Positron Emission Tomography (PET)
Positron Emission Tomography (PET) is a hybrid imaging technique that measures the metabolic activity of cells. It is based on the analysis of the distribution within the body of a substance, such as glucose, coupled with a positron-emitting radiopharmaceutical, and administered via injection. PET scans are vital for detecting diseases at a cellular level, often before structural changes are visible.
Advances in Medical Treatments
A medical treatment or therapy is the set of pharmacological, physical, and psychological procedures designed to combat, cure, or alleviate the suffering caused by a disease.
Medical treatments have experienced significant progress, particularly those involving new surgical interventions, which are much less aggressive than those of the past. Key advancements include:
Coronary Angioplasty
Coronary Angioplasty is used in patients who have experienced angina or a heart attack due to the blockage or narrowing of a coronary artery, requiring the remodeling of the blocked artery using two catheters.
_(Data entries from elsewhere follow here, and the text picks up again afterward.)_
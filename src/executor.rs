//! Merge execution.
//!
//! [`MergeExecutor::submit_merge`] validates a request locally, hands the
//! mutation to the [`RecordStore`], and on success appends exactly one
//! [`MergeLog`] entry. Progress is published on the session bus as
//! [`MergeOperationEvent`]s sharing one correlation id.
//!
//! A group can have at most one merge in flight per executor. Every call also
//! carries an idempotency key derived from the master and the sorted
//! duplicates, so a store can refuse a merge another session already applied.

use chrono::{DateTime, Utc};
use serde_json::Value;
use std::collections::{BTreeMap, BTreeSet, HashSet};
use std::sync::{Arc, Mutex};
use tracing::{error, info, warn};

use crate::backend::{MergeCall, RecordStore};
use crate::db::Database;
use crate::error::{EngineError, EngineResult};
use crate::master::ensure_master;
use crate::preview::{MergePreview, preview_for_configuration};
use crate::store::{Action, BusEvent, MergeOperationEvent, MergePhase, Section, Store};
use crate::types::{
    DateRange, DuplicateGroup, FieldResolution, GroupId, JobId, MatchConfiguration, MergeJob,
    MergeLog, MergeLogPage, MergeLogQuery, MergeResult, RecordId, RecordSnapshot, Statistics,
    is_blank,
};

/// Destination of audit entries and terminal job records.
pub trait AuditLog: Send + Sync {
    fn append_merge(&self, log: &MergeLog) -> anyhow::Result<()>;
    /// Record a terminal job and the merges it reported. Returns `false` when
    /// the job was already finalized, in which case nothing is written.
    fn finalize_job(
        &self,
        job: &MergeJob,
        merges: &[MergeLog],
        completed_at: DateTime<Utc>,
    ) -> anyhow::Result<bool>;
    fn list_merge_logs(
        &self,
        query: &MergeLogQuery,
        now: DateTime<Utc>,
    ) -> anyhow::Result<MergeLogPage>;
    fn statistics(&self, range: DateRange, now: DateTime<Utc>) -> anyhow::Result<Statistics>;
}

impl AuditLog for Database {
    fn append_merge(&self, log: &MergeLog) -> anyhow::Result<()> {
        self.insert_merge_log(log)
    }

    fn finalize_job(
        &self,
        job: &MergeJob,
        merges: &[MergeLog],
        completed_at: DateTime<Utc>,
    ) -> anyhow::Result<bool> {
        Database::finalize_job(self, job, merges, completed_at)
    }

    fn list_merge_logs(
        &self,
        query: &MergeLogQuery,
        now: DateTime<Utc>,
    ) -> anyhow::Result<MergeLogPage> {
        Database::list_merge_logs(self, query, now)
    }

    fn statistics(&self, range: DateRange, now: DateTime<Utc>) -> anyhow::Result<Statistics> {
        let mut stats = self.merge_statistics(range, now)?;
        stats.duplicates_found = self.duplicates_found(range, now)?;
        Ok(stats)
    }
}

/// A merge ready for submission.
#[derive(Debug, Clone, PartialEq)]
pub struct MergeRequest {
    pub group_id: Option<GroupId>,
    pub object_type: String,
    pub master_id: RecordId,
    pub duplicate_ids: Vec<RecordId>,
    /// Group membership the master and duplicates must come from. Empty for
    /// ad-hoc requests that name records directly.
    pub member_ids: BTreeSet<RecordId>,
    pub resolutions: Vec<FieldResolution>,
    pub required_fields: Vec<String>,
    pub config_id: Option<String>,
    pub job_id: Option<JobId>,
    pub note: Option<String>,
    pub initiator: String,
}
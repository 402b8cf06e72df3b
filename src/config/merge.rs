//! Field-by-field merging of configuration tiers.
//!
//! Higher tiers override lower tiers key by key. Arrays are replaced, not
//! concatenated.

use serde_json::Value;

/// Deep merge two JSON values, with `overlay` taking precedence over `base`.
///
/// - Objects merge recursively
/// - Scalars and arrays in the overlay replace the base value
/// - A null overlay keeps the base value (null means "not specified")
///
/// ```
/// use serde_json::json;
/// use dedupe_engine::config::deep_merge;
///
/// let base = json!({"store": {"throttle_window_ms": 500, "error_capacity": 10}});
/// let overlay = json!({"store": {"throttle_window_ms": 250}});
/// let merged = deep_merge(base, overlay);
/// assert_eq!(merged["store"]["throttle_window_ms"], 250);
/// assert_eq!(merged["store"]["error_capacity"], 10);
/// ```
pub fn deep_merge(base: Value, overlay: Value) -> Value {
    match (base, overlay) {
        (Value::Object(mut base_map), Value::Object(overlay_map)) => {
            for (key, overlay_value) in overlay_map {
                let merged = match base_map.remove(&key) {
                    Some(base_value) => deep_merge(base_value, overlay_value),
                    None => overlay_value,
                };
                base_map.insert(key, merged);
            }
            Value::Object(base_map)
        }
        (base, Value::Null) => base,
        (_, overlay) => overlay,
    }
}

/// Fold [`deep_merge`] over tiers, lowest priority first.
pub fn deep_merge_all(values: impl IntoIterator<Item = Value>) -> Value {
    values.into_iter().fold(Value::Null, deep_merge)
}
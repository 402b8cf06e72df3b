//! Logging setup.
//!
//! All components log through `tracing`; this module only installs the
//! global subscriber. The output target follows the CLI `--log` switch:
//! `0`/`off`, `1`/`stdout`, `2`/`stderr` (default), or a file path that is
//! opened in append mode. `DEDUPE_LOG` overrides the level filter using the
//! usual `EnvFilter` directive syntax.

use anyhow::Result;
use std::fs::OpenOptions;
use std::path::PathBuf;
use std::str::FromStr;
use tracing_subscriber::{EnvFilter, FmtSubscriber};

/// Environment variable holding an `EnvFilter` directive.
pub const LOG_FILTER_ENV: &str = "DEDUPE_LOG";

/// Where log output goes.
#[derive(Debug, Clone, PartialEq, Eq)]
pub enum LogTarget {
    Off,
    Stdout,
    Stderr,
    File(PathBuf),
}

impl FromStr for LogTarget {
    type Err = std::convert::Infallible;

    fn from_str(s: &str) -> Result<Self, Self::Err> {
        Ok(match s {
            "0" | "off" => LogTarget::Off,
            "1" | "stdout" => LogTarget::Stdout,
            "2" | "stderr" | "" => LogTarget::Stderr,
            path => LogTarget::File(PathBuf::from(path)),
        })
    }
}

fn filter(verbose: bool) -> EnvFilter {
    EnvFilter::try_from_env(LOG_FILTER_ENV)
        .unwrap_or_else(|_| EnvFilter::new(if verbose { "debug" } else { "info" }))
}

/// Install the global tracing subscriber for the given target.
pub fn init_logging(target: &LogTarget, verbose: bool) -> Result<()> {
    match target {
        LogTarget::Off => {}
        LogTarget::Stdout => {
            let subscriber = FmtSubscriber::builder()
                .with_env_filter(filter(verbose))
                .with_writer(std::io::stdout)
                .finish();
            tracing::subscriber::set_global_default(subscriber)?;
        }
        LogTarget::Stderr => {
            let subscriber = FmtSubscriber::builder()
                .with_env_filter(filter(verbose))
                .with_writer(std::io::stderr)
                .finish();
            tracing::subscriber::set_global_default(subscriber)?;
        }
        LogTarget::File(path) => {
            let file = OpenOptions::new().create(true).append(true).open(path)?;
            let subscriber = FmtSubscriber::builder()
                .with_env_filter(filter(verbose))
                .with_writer(file)
                .with_ansi(false)
                .finish();
            tracing::subscriber::set_global_default(subscriber)?;
        }
    }
    Ok(())
}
The first catheter acts as a guide and is conducted through a monitor displaying a radiographic image as it is advanced through the artery and guided by the physician to the blockage or narrowing.
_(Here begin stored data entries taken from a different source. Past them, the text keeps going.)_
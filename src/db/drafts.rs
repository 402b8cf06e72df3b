//! Draft slot storage.

use super::{Database, now_ms};
use crate::types::DraftJob;
use anyhow::Result;
use rusqlite::{OptionalExtension, params};

pub const DEFAULT_SLOT: &str = "draft";

impl Database {
    /// Store the draft in `slot`, replacing any previous one.
    pub fn save_draft(&self, slot: &str, draft: &DraftJob) -> Result<()> {
        let payload = serde_json::to_string(draft)?;
        self.with_conn(|conn| {
            conn.execute(
                "INSERT INTO drafts (slot, payload, saved_at) VALUES (?1, ?2, ?3)
                 ON CONFLICT(slot) DO UPDATE SET payload = excluded.payload, saved_at = excluded.saved_at",
                params![slot, payload, now_ms()],
            )?;
            Ok(())
        })
    }

    pub fn load_draft(&self, slot: &str) -> Result<Option<DraftJob>> {
        let payload: Option<String> = self.with_conn(|conn| {
            Ok(conn
                .query_row(
                    "SELECT payload FROM drafts WHERE slot = ?1",
                    params![slot],
                    |row| row.get(0),
                )
                .optional()?)
        })?;
        match payload {
            Some(p) => Ok(Some(serde_json::from_str(&p)?)),
            None => Ok(None),
        }
    }

    /// Returns `true` if a draft was removed.
    pub fn clear_draft(&self, slot: &str) -> Result<bool> {
        self.with_conn(|conn| {
            let removed = conn.execute("DELETE FROM drafts WHERE slot = ?1", params![slot])?;
            Ok(removed > 0)
        })
    }
}

#[cfg(test)]
mod tests {
    use super::*;

    fn draft() -> DraftJob {
        DraftJob {
            config_id: "acct".into(),
            object_type: "Account".into(),
            batch_size: 200,
            match_fields: vec!["Name".into(), "Phone".into()],
            saved_at: None,
        }
    }

    #[test]
    fn test_save_load_clear() {
        let db = Database::open_in_memory().unwrap();
        assert_eq!(db.load_draft(DEFAULT_SLOT).unwrap(), None);

        db.save_draft(DEFAULT_SLOT, &draft()).unwrap();
        assert_eq!(db.load_draft(DEFAULT_SLOT).unwrap(), Some(draft()));

        let mut changed = draft();
        changed.batch_size = 50;
        db.save_draft(DEFAULT_SLOT, &changed).unwrap();
        assert_eq!(db.load_draft(DEFAULT_SLOT).unwrap().unwrap().batch_size, 50);

        assert!(db.clear_draft(DEFAULT_SLOT).unwrap());
        assert!(!db.clear_draft(DEFAULT_SLOT).unwrap());
        assert_eq!(db.load_draft(DEFAULT_SLOT).unwrap(), None);
    }

    #[test]
    fn test_slots_are_independent() {
        let db = Database::open_in_memory().unwrap();
        db.save_draft("a", &draft()).unwrap();
        assert_eq!(db.load_draft("b").unwrap(), None);
    }

    #[test]
    fn test_corrupt_payload_is_an_error() {
        let db = Database::open_in_memory().unwrap();
        db.with_conn(|conn| {
            conn.execute(
                "INSERT INTO drafts (slot, payload, saved_at) VALUES ('x', '{broken', 0)",
                [],
            )?;
            Ok(())
        })
        .unwrap();
        assert!(db.load_draft("x").is_err());
    }
}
Once the guiding catheter has reached the blockage, a second, smaller catheter is inserted inside it. This second catheter carries an inflatable balloon at its tip, which is inflated once it reaches the blocked artery, causing its dilation and restoring normal blood flow. The balloon catheter is then removed, and radiopaque dye is injected to confirm improved blood flow.
Bypass Surgery
When coronary angioplasty is unsuccessful, further heart surgery may be necessary. This involves a Bypass Graft, which creates an alternative arterial route. It entails taking a segment of the patient’s own vein and implanting it into the coronary arteries, forming a bridge around the blocked artery. This establishes a new path for blood flow to the heart muscle.
Gene Therapy
Gene Therapy involves inserting genes into the cells of an individual’s tissues to treat a disease, typically hereditary. This revolutionary approach aims to correct genetic defects or introduce new functions to combat illness at its root cause.
Advances in Bionics
Bionics aims to combine the operational models of biological systems with the development of improved mechanical devices. Many disease treatments require the placement of artificial organs that can replace natural ones. For example, to heal broken bones, such as in the hip, titanium prostheses are used, to which bioactive ceramics are added. These ceramics interact with bone cells when a fracture occurs, thereby regenerating the tissue or fusing the broken parts.
Today, bionic hands, arms, and legs with mechanical-biological integration into the body are already being developed. In the future, implants for artificial eyes and other vital organs like the liver and artificial heart will become more common, significantly enhancing quality of life for patients.